● **To do**
Since only the total matters, count the lines of these entries containing the word "next" and write that total alone.

Stored data entries
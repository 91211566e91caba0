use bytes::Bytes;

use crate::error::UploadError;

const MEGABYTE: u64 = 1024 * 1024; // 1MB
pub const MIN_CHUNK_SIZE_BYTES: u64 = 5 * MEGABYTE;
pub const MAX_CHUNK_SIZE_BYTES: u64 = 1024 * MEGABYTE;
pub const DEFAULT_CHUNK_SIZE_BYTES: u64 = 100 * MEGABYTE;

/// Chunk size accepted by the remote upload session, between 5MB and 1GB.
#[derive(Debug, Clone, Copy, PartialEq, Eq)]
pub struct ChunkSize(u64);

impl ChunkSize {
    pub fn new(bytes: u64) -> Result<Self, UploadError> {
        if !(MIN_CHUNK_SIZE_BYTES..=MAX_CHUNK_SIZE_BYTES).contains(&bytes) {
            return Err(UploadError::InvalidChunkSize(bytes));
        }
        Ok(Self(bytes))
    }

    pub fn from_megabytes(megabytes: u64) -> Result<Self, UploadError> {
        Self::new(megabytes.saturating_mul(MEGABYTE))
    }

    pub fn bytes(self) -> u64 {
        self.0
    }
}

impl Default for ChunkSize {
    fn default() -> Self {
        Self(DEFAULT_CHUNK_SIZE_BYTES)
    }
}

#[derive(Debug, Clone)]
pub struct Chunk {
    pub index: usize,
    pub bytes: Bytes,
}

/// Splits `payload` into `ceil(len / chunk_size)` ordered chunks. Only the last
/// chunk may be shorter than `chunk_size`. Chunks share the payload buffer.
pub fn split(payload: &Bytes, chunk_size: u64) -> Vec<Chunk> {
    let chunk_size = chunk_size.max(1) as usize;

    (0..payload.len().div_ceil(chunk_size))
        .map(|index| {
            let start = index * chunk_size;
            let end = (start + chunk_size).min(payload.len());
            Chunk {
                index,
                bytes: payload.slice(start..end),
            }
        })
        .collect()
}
...
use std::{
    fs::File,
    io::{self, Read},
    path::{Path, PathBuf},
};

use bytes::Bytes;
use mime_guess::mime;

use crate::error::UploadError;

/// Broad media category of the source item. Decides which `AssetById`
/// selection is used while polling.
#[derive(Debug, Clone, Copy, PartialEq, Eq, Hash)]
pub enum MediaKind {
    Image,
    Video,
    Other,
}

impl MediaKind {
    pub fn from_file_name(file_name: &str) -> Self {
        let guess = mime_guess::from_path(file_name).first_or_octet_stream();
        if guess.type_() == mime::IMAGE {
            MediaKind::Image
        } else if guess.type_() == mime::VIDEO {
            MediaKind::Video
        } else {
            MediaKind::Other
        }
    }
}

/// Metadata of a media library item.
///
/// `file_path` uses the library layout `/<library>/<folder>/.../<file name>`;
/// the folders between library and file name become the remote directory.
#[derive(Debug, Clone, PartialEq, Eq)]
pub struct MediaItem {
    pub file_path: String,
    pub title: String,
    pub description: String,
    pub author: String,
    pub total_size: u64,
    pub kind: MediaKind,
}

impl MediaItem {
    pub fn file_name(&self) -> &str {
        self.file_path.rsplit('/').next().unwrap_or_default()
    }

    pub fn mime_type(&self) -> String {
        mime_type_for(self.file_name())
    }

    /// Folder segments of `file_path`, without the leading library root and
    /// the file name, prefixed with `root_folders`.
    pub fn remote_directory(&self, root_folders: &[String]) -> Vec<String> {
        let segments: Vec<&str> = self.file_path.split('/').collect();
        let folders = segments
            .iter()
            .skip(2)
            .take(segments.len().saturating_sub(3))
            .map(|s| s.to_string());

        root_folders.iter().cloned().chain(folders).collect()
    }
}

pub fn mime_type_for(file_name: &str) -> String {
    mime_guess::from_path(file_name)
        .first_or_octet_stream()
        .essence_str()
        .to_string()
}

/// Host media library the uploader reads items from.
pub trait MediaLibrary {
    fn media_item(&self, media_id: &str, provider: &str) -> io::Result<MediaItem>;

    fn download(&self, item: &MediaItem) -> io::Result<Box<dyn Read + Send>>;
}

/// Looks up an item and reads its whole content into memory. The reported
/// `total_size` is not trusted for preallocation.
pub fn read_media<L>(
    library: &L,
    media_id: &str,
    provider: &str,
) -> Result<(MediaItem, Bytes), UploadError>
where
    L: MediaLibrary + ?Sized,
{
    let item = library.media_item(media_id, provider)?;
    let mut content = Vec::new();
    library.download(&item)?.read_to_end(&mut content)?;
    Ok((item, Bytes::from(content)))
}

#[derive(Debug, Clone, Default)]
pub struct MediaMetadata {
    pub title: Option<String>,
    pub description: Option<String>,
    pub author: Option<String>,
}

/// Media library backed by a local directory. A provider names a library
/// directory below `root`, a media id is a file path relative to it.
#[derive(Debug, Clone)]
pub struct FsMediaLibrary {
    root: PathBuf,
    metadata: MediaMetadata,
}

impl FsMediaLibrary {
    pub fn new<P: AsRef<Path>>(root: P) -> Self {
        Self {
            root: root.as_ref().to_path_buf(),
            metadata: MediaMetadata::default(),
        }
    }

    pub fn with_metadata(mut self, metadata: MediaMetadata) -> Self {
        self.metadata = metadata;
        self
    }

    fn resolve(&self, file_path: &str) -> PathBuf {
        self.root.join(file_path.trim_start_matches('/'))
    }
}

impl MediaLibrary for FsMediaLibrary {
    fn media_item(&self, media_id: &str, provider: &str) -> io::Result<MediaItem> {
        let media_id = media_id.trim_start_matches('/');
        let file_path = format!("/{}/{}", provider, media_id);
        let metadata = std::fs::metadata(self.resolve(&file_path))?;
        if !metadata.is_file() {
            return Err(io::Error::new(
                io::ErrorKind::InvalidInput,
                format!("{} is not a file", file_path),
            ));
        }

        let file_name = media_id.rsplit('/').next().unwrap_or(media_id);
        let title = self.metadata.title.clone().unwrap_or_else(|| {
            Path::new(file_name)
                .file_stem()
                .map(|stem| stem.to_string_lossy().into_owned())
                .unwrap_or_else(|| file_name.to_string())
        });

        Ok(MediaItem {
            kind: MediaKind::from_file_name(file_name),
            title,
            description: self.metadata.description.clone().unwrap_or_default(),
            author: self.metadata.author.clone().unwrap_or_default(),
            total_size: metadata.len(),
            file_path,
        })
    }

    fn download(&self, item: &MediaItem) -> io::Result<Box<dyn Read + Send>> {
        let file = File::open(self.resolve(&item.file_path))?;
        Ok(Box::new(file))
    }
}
==
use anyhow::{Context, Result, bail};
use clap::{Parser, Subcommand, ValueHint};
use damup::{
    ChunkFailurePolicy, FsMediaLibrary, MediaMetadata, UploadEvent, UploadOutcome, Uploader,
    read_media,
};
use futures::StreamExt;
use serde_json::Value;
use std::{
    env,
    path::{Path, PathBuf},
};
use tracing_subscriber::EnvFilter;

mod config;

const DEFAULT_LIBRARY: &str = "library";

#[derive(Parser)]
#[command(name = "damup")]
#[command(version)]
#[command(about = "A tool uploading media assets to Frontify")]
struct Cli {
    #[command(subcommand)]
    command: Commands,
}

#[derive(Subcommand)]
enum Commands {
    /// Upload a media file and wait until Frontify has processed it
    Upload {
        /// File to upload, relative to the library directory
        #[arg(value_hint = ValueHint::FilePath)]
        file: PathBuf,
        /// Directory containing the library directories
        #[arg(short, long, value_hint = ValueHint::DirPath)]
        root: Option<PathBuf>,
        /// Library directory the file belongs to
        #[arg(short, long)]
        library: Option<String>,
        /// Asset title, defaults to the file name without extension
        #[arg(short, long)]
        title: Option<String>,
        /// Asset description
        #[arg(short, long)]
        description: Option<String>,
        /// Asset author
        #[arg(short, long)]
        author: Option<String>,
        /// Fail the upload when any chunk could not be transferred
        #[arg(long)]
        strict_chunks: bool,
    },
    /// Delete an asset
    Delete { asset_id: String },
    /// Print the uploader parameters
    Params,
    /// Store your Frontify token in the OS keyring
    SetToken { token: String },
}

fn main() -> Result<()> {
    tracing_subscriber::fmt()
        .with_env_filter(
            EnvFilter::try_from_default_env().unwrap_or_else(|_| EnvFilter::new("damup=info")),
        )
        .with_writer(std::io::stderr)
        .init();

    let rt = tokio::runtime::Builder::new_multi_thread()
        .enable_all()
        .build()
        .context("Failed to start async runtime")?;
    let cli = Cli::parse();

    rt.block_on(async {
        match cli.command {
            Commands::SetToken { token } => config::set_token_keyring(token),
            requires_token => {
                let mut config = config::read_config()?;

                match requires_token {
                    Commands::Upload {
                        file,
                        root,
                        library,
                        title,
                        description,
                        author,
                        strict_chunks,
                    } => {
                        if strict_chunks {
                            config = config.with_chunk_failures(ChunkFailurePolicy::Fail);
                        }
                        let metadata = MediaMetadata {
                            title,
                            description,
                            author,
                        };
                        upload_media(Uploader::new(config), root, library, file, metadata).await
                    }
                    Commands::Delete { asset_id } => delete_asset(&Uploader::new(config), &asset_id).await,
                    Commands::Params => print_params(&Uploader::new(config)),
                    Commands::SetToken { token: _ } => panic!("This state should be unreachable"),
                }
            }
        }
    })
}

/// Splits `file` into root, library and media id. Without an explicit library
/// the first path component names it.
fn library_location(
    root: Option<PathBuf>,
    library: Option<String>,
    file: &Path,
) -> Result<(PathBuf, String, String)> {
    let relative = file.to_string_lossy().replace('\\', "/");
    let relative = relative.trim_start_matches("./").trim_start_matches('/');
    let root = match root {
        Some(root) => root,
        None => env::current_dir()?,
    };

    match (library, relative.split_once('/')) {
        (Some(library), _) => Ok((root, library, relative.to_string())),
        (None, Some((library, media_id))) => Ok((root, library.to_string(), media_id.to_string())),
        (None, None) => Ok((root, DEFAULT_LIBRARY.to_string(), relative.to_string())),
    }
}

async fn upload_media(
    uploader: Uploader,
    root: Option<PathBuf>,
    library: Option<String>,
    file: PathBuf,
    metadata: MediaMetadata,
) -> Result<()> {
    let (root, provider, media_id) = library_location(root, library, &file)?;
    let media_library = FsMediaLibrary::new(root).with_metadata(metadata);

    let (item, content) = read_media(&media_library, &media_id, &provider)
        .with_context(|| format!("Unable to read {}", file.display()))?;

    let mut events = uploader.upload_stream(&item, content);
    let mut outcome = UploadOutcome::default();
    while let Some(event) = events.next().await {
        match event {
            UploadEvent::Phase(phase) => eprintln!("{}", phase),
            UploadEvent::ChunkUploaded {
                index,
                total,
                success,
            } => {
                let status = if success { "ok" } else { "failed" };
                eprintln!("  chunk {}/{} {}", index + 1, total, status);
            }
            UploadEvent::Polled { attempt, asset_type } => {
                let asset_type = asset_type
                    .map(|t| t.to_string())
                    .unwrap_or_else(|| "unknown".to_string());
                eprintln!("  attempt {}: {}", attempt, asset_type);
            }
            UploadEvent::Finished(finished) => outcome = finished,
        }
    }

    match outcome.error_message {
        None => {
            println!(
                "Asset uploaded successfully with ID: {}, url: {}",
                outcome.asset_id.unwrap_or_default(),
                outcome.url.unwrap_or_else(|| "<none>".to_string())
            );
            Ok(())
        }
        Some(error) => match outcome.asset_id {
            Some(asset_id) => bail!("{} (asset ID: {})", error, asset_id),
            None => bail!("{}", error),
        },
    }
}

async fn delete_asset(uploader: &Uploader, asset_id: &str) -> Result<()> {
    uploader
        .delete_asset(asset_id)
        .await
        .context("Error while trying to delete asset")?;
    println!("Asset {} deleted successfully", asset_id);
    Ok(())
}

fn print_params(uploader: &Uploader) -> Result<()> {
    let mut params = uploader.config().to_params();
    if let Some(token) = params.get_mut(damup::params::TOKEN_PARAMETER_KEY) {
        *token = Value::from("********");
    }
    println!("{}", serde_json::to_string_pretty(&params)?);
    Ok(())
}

● **Answer box**
3